NORTH CAROLINA STOP TORTURE NOWPO Box 12707
Raleigh, NC 27605
(eveings and weekends, or messages during business hours)
SAVE THE DATE - Noon-1 p.m., Friday, May 23:
Not Another Broken Promise! Not Another Day in Guantánamo!
Join North Carolina Stop Torture Now (NCSTN) for a Global Day of Action to Close Guantánamo and End U.S. Torture on May 23, 2014 from noon to 1 p.m. at the Terry Sanford Federal Building, 310 New Bern Ave. in Raleigh.
On May 23, 2013, President Obama again promised to close the prison camp at Guantánamo. His pledge came in response to the mass hunger strike by men protesting their indefinite detention and to the renewed, global condemnation of the prison.

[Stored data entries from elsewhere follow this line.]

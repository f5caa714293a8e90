pub mod auth;
pub mod class_info;
pub mod course;
pub mod dashboard;
pub mod import;
pub mod score;
pub mod student;
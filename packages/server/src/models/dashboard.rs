use chrono::{DateTime, NaiveDate, Utc};
use common::GradeLevel;
use serde::{Deserialize, Serialize};

/// Component averages across every score record. `None` when there are no scores.
#[derive(Clone, Debug, Serialize, Deserialize, utoipa::ToSchema)]
pub struct GradeAverages {
    pub regular: Option<f64>,
    pub midterm: Option<f64>,
    #[serde(rename = "final")]
    pub final_exam: Option<f64>,
}

#[derive(Clone, Debug, Serialize, Deserialize, utoipa::ToSchema)]
pub struct ClassDistribution {
    pub class_id: String,
    pub class_name: String,
    pub student_count: u64,
}

#[derive(Clone, Debug, Serialize, Deserialize, utoipa::ToSchema)]
pub struct RecentStudent {
    pub id: String,
    pub name: String,
    pub class_name: String,
    pub enrollment_date: NaiveDate,
    pub created_at: DateTime<Utc>,
}

#[derive(Clone, Debug, Serialize, Deserialize, utoipa::ToSchema)]
pub struct RecentScore {
    pub id: i32,
    pub student_id: String,
    pub student_name: String,
    pub course_name: String,
    pub total: f64,
    pub grade_level: GradeLevel,
    pub updated_at: DateTime<Utc>,
}

/// Aggregate statistics shown on the landing page. Cached for a few minutes.
#[derive(Clone, Debug, Serialize, Deserialize, utoipa::ToSchema)]
pub struct DashboardResponse {
    pub total_students: u64,
    pub total_classes: u64,
    pub total_courses: u64,
    pub recent_students: Vec<RecentStudent>,
    pub recent_scores: Vec<RecentScore>,
    pub averages: GradeAverages,
    pub class_distribution: Vec<ClassDistribution>,
}

#[derive(Serialize, Deserialize, utoipa::ToSchema)]
pub struct ProfileResponse {
    pub id: i32,
    pub username: String,
    pub role: String,
    pub total_students: u64,
    pub total_scores: u64,
    pub recent_scores: Vec<RecentScore>,
}
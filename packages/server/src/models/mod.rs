pub mod auth;
pub mod class_info;
pub mod course;
pub mod dashboard;
pub mod import;
pub mod score;
pub mod shared;
pub mod student;
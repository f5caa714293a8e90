use sea_orm::*;
use tracing::info;

use crate::config::AuthConfig;
use crate::entity::{role, role_permission, user};
use crate::utils::hash;

/// Default roles seeded on startup.
const DEFAULT_ROLES: &[&str] = &["admin", "staff", "viewer"];

/// Default role-permission mappings seeded on startup.
const DEFAULT_MAPPINGS: &[(&str, &str)] = &[
    // Admin: all permissions
    ("admin", "student:view"),
    ("admin", "student:create"),
    ("admin", "student:edit"),
    ("admin", "student:delete"),
    ("admin", "score:view"),
    ("admin", "score:create"),
    ("admin", "score:edit"),
    ("admin", "score:delete"),
    ("admin", "score:import"),
    ("admin", "score:export"),
    ("admin", "class:manage"),
    ("admin", "course:manage"),
    ("admin", "user:manage"),
    // Staff: day-to-day record keeping
    ("staff", "student:view"),
    ("staff", "student:create"),
    ("staff", "student:edit"),
    ("staff", "student:delete"),
    ("staff", "score:view"),
    ("staff", "score:create"),
    ("staff", "score:edit"),
    ("staff", "score:delete"),
    ("staff", "score:import"),
    ("staff", "score:export"),
    // Viewer
    ("viewer", "student:view"),
    ("viewer", "score:view"),
];

/// Seed the `role` and `role_permission` tables with defaults.
pub async fn seed_role_permissions(db: &DatabaseConnection) -> Result<(), DbErr> {
    let mut roles_inserted = 0u32;
    for &name in DEFAULT_ROLES {
        let model = role::ActiveModel {
            name: Set(name.to_string()),
        };

        let result = role::Entity::insert(model)
            .on_conflict(
                sea_orm::sea_query::OnConflict::column(role::Column::Name)
                    .do_nothing()
                    .to_owned(),
            )
            .exec_without_returning(db)
            .await;

        match result {
            Ok(_) => roles_inserted += 1,
            Err(DbErr::RecordNotInserted) => {}
            Err(e) => return Err(e),
        }
    }

    if roles_inserted > 0 {
        info!("Seeded {} new roles", roles_inserted);
    }

    let mut perms_inserted = 0u32;
    for &(role, permission) in DEFAULT_MAPPINGS {
        let model = role_permission::ActiveModel {
            role: Set(role.to_string()),
            permission: Set(permission.to_string()),
        };

        let result = role_permission::Entity::insert(model)
            .on_conflict(
                sea_orm::sea_query::OnConflict::columns([
                    role_permission::Column::Role,
                    role_permission::Column::Permission,
                ])
                .do_nothing()
                .to_owned(),
            )
            .exec_without_returning(db)
            .await;

        match result {
            Ok(_) => perms_inserted += 1,
            Err(DbErr::RecordNotInserted) => {}
            Err(e) => return Err(e),
        }
    }

    if perms_inserted > 0 {
        info!("Seeded {} new role-permission mappings", perms_inserted);
    }

    Ok(())
}

/// Create the configured bootstrap admin if that username is not taken yet.
///
/// Without this there is no way to obtain a token holding `user:manage`.
pub async fn ensure_admin_user(db: &DatabaseConnection, auth: &AuthConfig) -> anyhow::Result<()> {
    let (Some(username), Some(password)) = (&auth.admin_username, &auth.admin_password) else {
        return Ok(());
    };

    let exists = user::Entity::find()
        .filter(user::Column::Username.eq(username.as_str()))
        .count(db)
        .await?
        > 0;
    if exists {
        return Ok(());
    }

    let model = user::ActiveModel {
        username: Set(username.clone()),
        password: Set(hash::hash_password(password)?),
        role: Set("admin".to_string()),
        created_at: Set(chrono::Utc::now()),
        ..Default::default()
    };
    model.insert(db).await?;
    info!(%username, "Created bootstrap admin account");

    Ok(())
}
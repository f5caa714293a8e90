use axum::Json;
use axum::extract::{Path, State};
use axum::http::StatusCode;
use axum::response::IntoResponse;
use sea_orm::sea_query::Query as SeaQuery;
use sea_orm::*;
use tracing::{info, instrument};

use crate::entity::{class_info, score, student};
use crate::error::{AppError, ErrorBody};
use crate::extractors::auth::AuthUser;
use crate::extractors::json::AppJson;
use crate::models::class_info::*;
use crate::state::AppState;
use crate::stats;

#[utoipa::path(
    get,
    path = "/",
    tag = "Classes",
    operation_id = "listClasses",
    summary = "List classes",
    description = "Returns every class, newest first, with the number of enrolled students.",
    responses(
        (status = 200, description = "List of classes", body = Vec<ClassResponse>),
        (status = 401, description = "Unauthorized (TOKEN_MISSING, TOKEN_INVALID)", body = ErrorBody),
    ),
    security(("jwt" = [])),
)]
#[instrument(skip(state, _auth_user))]
pub async fn list_classes(
    _auth_user: AuthUser,
    State(state): State<AppState>,
) -> Result<Json<Vec<ClassResponse>>, AppError> {
    let counts = stats::student_counts_by_class(&state.db).await?;
    let classes = class_info::Entity::find()
        .order_by_desc(class_info::Column::CreatedAt)
        .order_by_asc(class_info::Column::Id)
        .all(&state.db)
        .await?;

    Ok(Json(
        classes
            .into_iter()
            .map(|c| {
                let n = counts.get(&c.id).copied().unwrap_or(0);
                ClassResponse::new(c, n)
            })
            .collect(),
    ))
}

#[utoipa::path(
    get,
    path = "/{id}",
    tag = "Classes",
    operation_id = "getClass",
    summary = "Get a class by ID",
    params(("id" = String, Path, description = "Class ID")),
    responses(
        (status = 200, description = "Class details", body = ClassResponse),
        (status = 401, description = "Unauthorized (TOKEN_MISSING, TOKEN_INVALID)", body = ErrorBody),
        (status = 404, description = "Class not found (NOT_FOUND)", body = ErrorBody),
    ),
    security(("jwt" = [])),
)]
#[instrument(skip(state, _auth_user), fields(id))]
pub async fn get_class(
    _auth_user: AuthUser,
    State(state): State<AppState>,
    Path(id): Path<String>,
) -> Result<Json<ClassResponse>, AppError> {
    let model = find_class(&state.db, &id).await?;
    let count = count_students(&state.db, &id).await?;
    Ok(Json(ClassResponse::new(model, count)))
}

#[utoipa::path(
    post,
    path = "/",
    tag = "Classes",
    operation_id = "createClass",
    summary = "Create a class",
    description = "Requires `class:manage` permission. Returns 409 if the class ID is already used.",
    request_body = CreateClassRequest,
    responses(
        (status = 201, description = "Class created", body = ClassResponse),
        (status = 400, description = "Validation error (VALIDATION_ERROR)", body = ErrorBody),
        (status = 401, description = "Unauthorized (TOKEN_MISSING, TOKEN_INVALID)", body = ErrorBody),
        (status = 403, description = "Forbidden (PERMISSION_DENIED)", body = ErrorBody),
        (status = 409, description = "Duplicate class ID (CONFLICT)", body = ErrorBody),
    ),
    security(("jwt" = [])),
)]
#[instrument(skip(state, auth_user, payload), fields(id = %payload.id))]
pub async fn create_class(
    auth_user: AuthUser,
    State(state): State<AppState>,
    AppJson(payload): AppJson<CreateClassRequest>,
) -> Result<impl IntoResponse, AppError> {
    auth_user.require_permission("class:manage")?;
    validate_create_class(&payload)?;

    let id = payload.id.trim().to_string();
    if class_info::Entity::find_by_id(id.clone())
        .one(&state.db)
        .await?
        .is_some()
    {
        return Err(AppError::Conflict(format!("Class {id} already exists")));
    }

    let now = chrono::Utc::now();
    let model = class_info::ActiveModel {
        id: Set(id),
        name: Set(payload.name.trim().to_string()),
        grade: Set(payload.grade.trim().to_string()),
        adviser: Set(payload.adviser.trim().to_string()),
        created_at: Set(now),
        updated_at: Set(now),
    }
    .insert(&state.db)
    .await
    .map_err(|e| AppError::conflict_on_unique(e, "Class already exists"))?;

    state.evict_stats();
    info!(class_id = %model.id, "Created class");
    Ok((StatusCode::CREATED, Json(ClassResponse::new(model, 0))))
}

#[utoipa::path(
    patch,
    path = "/{id}",
    tag = "Classes",
    operation_id = "updateClass",
    summary = "Update a class",
    description = "Partially updates a class. Requires `class:manage` permission. An empty payload returns the current resource unchanged.",
    params(("id" = String, Path, description = "Class ID")),
    request_body = UpdateClassRequest,
    responses(
        (status = 200, description = "Class updated", body = ClassResponse),
        (status = 400, description = "Validation error (VALIDATION_ERROR)", body = ErrorBody),
        (status = 401, description = "Unauthorized (TOKEN_MISSING, TOKEN_INVALID)", body = ErrorBody),
        (status = 403, description = "Forbidden (PERMISSION_DENIED)", body = ErrorBody),
        (status = 404, description = "Class not found (NOT_FOUND)", body = ErrorBody),
    ),
    security(("jwt" = [])),
)]
#[instrument(skip(state, auth_user, payload), fields(id))]
pub async fn update_class(
    auth_user: AuthUser,
    State(state): State<AppState>,
    Path(id): Path<String>,
    AppJson(payload): AppJson<UpdateClassRequest>,
) -> Result<Json<ClassResponse>, AppError> {
    auth_user.require_permission("class:manage")?;
    validate_update_class(&payload)?;

    let existing = find_class(&state.db, &id).await?;
    let count = count_students(&state.db, &id).await?;
    if payload == UpdateClassRequest::default() {
        return Ok(Json(ClassResponse::new(existing, count)));
    }

    let mut active: class_info::ActiveModel = existing.into();
    if let Some(ref name) = payload.name {
        active.name = Set(name.trim().to_string());
    }
    if let Some(ref grade) = payload.grade {
        active.grade = Set(grade.trim().to_string());
    }
    if let Some(ref adviser) = payload.adviser {
        active.adviser = Set(adviser.trim().to_string());
    }
    active.updated_at = Set(chrono::Utc::now());

    let model = active.update(&state.db).await?;
    state.evict_stats();
    Ok(Json(ClassResponse::new(model, count)))
}

#[utoipa::path(
    delete,
    path = "/{id}",
    tag = "Classes",
    operation_id = "deleteClass",
    summary = "Delete a class",
    description = "Deletes a class together with its students and their scores. Requires `class:manage` permission.",
    params(("id" = String, Path, description = "Class ID")),
    responses(
        (status = 204, description = "Class deleted"),
        (status = 401, description = "Unauthorized (TOKEN_MISSING, TOKEN_INVALID)", body = ErrorBody),
        (status = 403, description = "Forbidden (PERMISSION_DENIED)", body = ErrorBody),
        (status = 404, description = "Class not found (NOT_FOUND)", body = ErrorBody),
    ),
    security(("jwt" = [])),
)]
#[instrument(skip(state, auth_user), fields(id))]
pub async fn delete_class(
    auth_user: AuthUser,
    State(state): State<AppState>,
    Path(id): Path<String>,
) -> Result<impl IntoResponse, AppError> {
    auth_user.require_permission("class:manage")?;

    let txn = state.db.begin().await?;
    find_class(&txn, &id).await?;

    let scores = score::Entity::delete_many()
        .filter(
            score::Column::StudentId.in_subquery(
                SeaQuery::select()
                    .column(student::Column::Id)
                    .from(student::Entity)
                    .and_where(student::Column::ClassId.eq(id.as_str()))
                    .to_owned(),
            ),
        )
        .exec(&txn)
        .await?;
    let students = student::Entity::delete_many()
        .filter(student::Column::ClassId.eq(id.as_str()))
        .exec(&txn)
        .await?;
    class_info::Entity::delete_by_id(id.clone()).exec(&txn).await?;

    txn.commit().await?;
    state.evict_stats();
    info!(
        class_id = %id,
        students = students.rows_affected,
        scores = scores.rows_affected,
        "Deleted class"
    );
    Ok(StatusCode::NO_CONTENT)
}

pub(crate) async fn find_class<C: ConnectionTrait>(
    db: &C,
    id: &str,
) -> Result<class_info::Model, AppError> {
    class_info::Entity::find_by_id(id.to_string())
        .one(db)
        .await?
        .ok_or_else(|| AppError::NotFound("Class not found".into()))
}

async fn count_students<C: ConnectionTrait>(db: &C, class_id: &str) -> Result<u64, AppError> {
    Ok(student::Entity::find()
        .filter(student::Column::ClassId.eq(class_id))
        .count(db)
        .await?)
}
pub mod cache;
pub mod config;
pub mod database;
pub mod entity;
pub mod error;
pub mod extractors;
pub mod handlers;
pub mod import;
pub mod models;
pub mod routes;
pub mod seed;
pub mod state;
pub mod stats;
pub mod utils;

use std::sync::Arc;
use std::time::Duration;

use axum::http::{HeaderValue, Method, header};
use tower_http::cors::{AllowOrigin, CorsLayer};
use utoipa::openapi::security::{HttpAuthScheme, HttpBuilder, SecurityScheme};
use utoipa::{Modify, OpenApi};
use utoipa_axum::router::OpenApiRouter;
use utoipa_scalar::{Scalar, Servable as ScalarServable};
use utoipa_swagger_ui::SwaggerUi;

use crate::cache::TtlCache;
use crate::config::{AppConfig, CorsConfig};
use crate::state::AppState;

#[derive(OpenApi)]
#[openapi(
    info(
        title = "Student Management API",
        version = "1.0.0",
        description = "Students, classes, courses and weighted scores, with CSV score import and export"
    ),
    tags(
        (name = "Auth", description = "Login and staff accounts"),
        (name = "Classes", description = "Class CRUD operations"),
        (name = "Courses", description = "Course CRUD operations"),
        (name = "Students", description = "Student CRUD operations and transcripts"),
        (name = "Scores", description = "Score CRUD operations"),
        (name = "Score Files", description = "CSV import, export and template"),
        (name = "Dashboard", description = "Aggregate statistics"),
    ),
    modifiers(&SecurityAddon),
)]
struct ApiDoc;

struct SecurityAddon;

impl Modify for SecurityAddon {
    fn modify(&self, openapi: &mut utoipa::openapi::OpenApi) {
        let components = openapi.components.get_or_insert_default();
        components.add_security_scheme(
            "jwt",
            SecurityScheme::Http(
                HttpBuilder::new()
                    .scheme(HttpAuthScheme::Bearer)
                    .bearer_format("JWT")
                    .build(),
            ),
        );
    }
}

/// Connect to the database, sync the schema, seed roles and the bootstrap admin,
/// and assemble the shared state.
pub async fn bootstrap(config: AppConfig) -> anyhow::Result<AppState> {
    let db = database::init_db(&config.database.url).await?;
    seed::seed_role_permissions(&db).await?;
    seed::ensure_admin_user(&db, &config.auth).await?;

    Ok(AppState {
        db,
        config: Arc::new(config),
        stats_cache: Arc::new(TtlCache::new()),
    })
}

/// Build the application router.
pub fn build_router(state: AppState) -> axum::Router {
    let (router, api) = OpenApiRouter::with_openapi(ApiDoc::openapi())
        .nest("/api", routes::api_routes(&state.config))
        .split_for_parts();

    let cors = cors_layer(&state.config.server.cors);

    router
        .with_state(state)
        .merge(SwaggerUi::new("/swagger-ui").url("/api-docs/openapi.json", api.clone()))
        .merge(Scalar::with_url("/scalar", api))
        .layer(cors)
}

/// CORS for the browser UI. An empty origin list allows no cross-origin callers.
pub fn cors_layer(cfg: &CorsConfig) -> CorsLayer {
    let origins: Vec<HeaderValue> = cfg
        .allow_origins
        .iter()
        .filter_map(|o| match HeaderValue::from_str(o) {
            Ok(v) => Some(v),
            Err(_) => {
                tracing::warn!(origin = %o, "Ignoring invalid CORS origin");
                None
            }
        })
        .collect();

    CorsLayer::new()
        .allow_origin(AllowOrigin::list(origins))
        .allow_methods([
            Method::GET,
            Method::POST,
            Method::PATCH,
            Method::DELETE,
        ])
        .allow_headers([header::AUTHORIZATION, header::CONTENT_TYPE])
        .max_age(Duration::from_secs(cfg.max_age))
}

Since Obama’s speech, only 12 men have been released. 154 remain, nearly all of whom have never been charged with a crime. 76 were cleared for release by the U.S. government years ago. 56 men are from Yemen, the largest national group at Guantánamo, but they remain subject to an effective moratorium on their release based on their nationality. No one from Yemen has been freed since the May speech.
“Look at the current situation, where we are force-feeding detainees who are being held on a hunger strike . . . Is this who we are?”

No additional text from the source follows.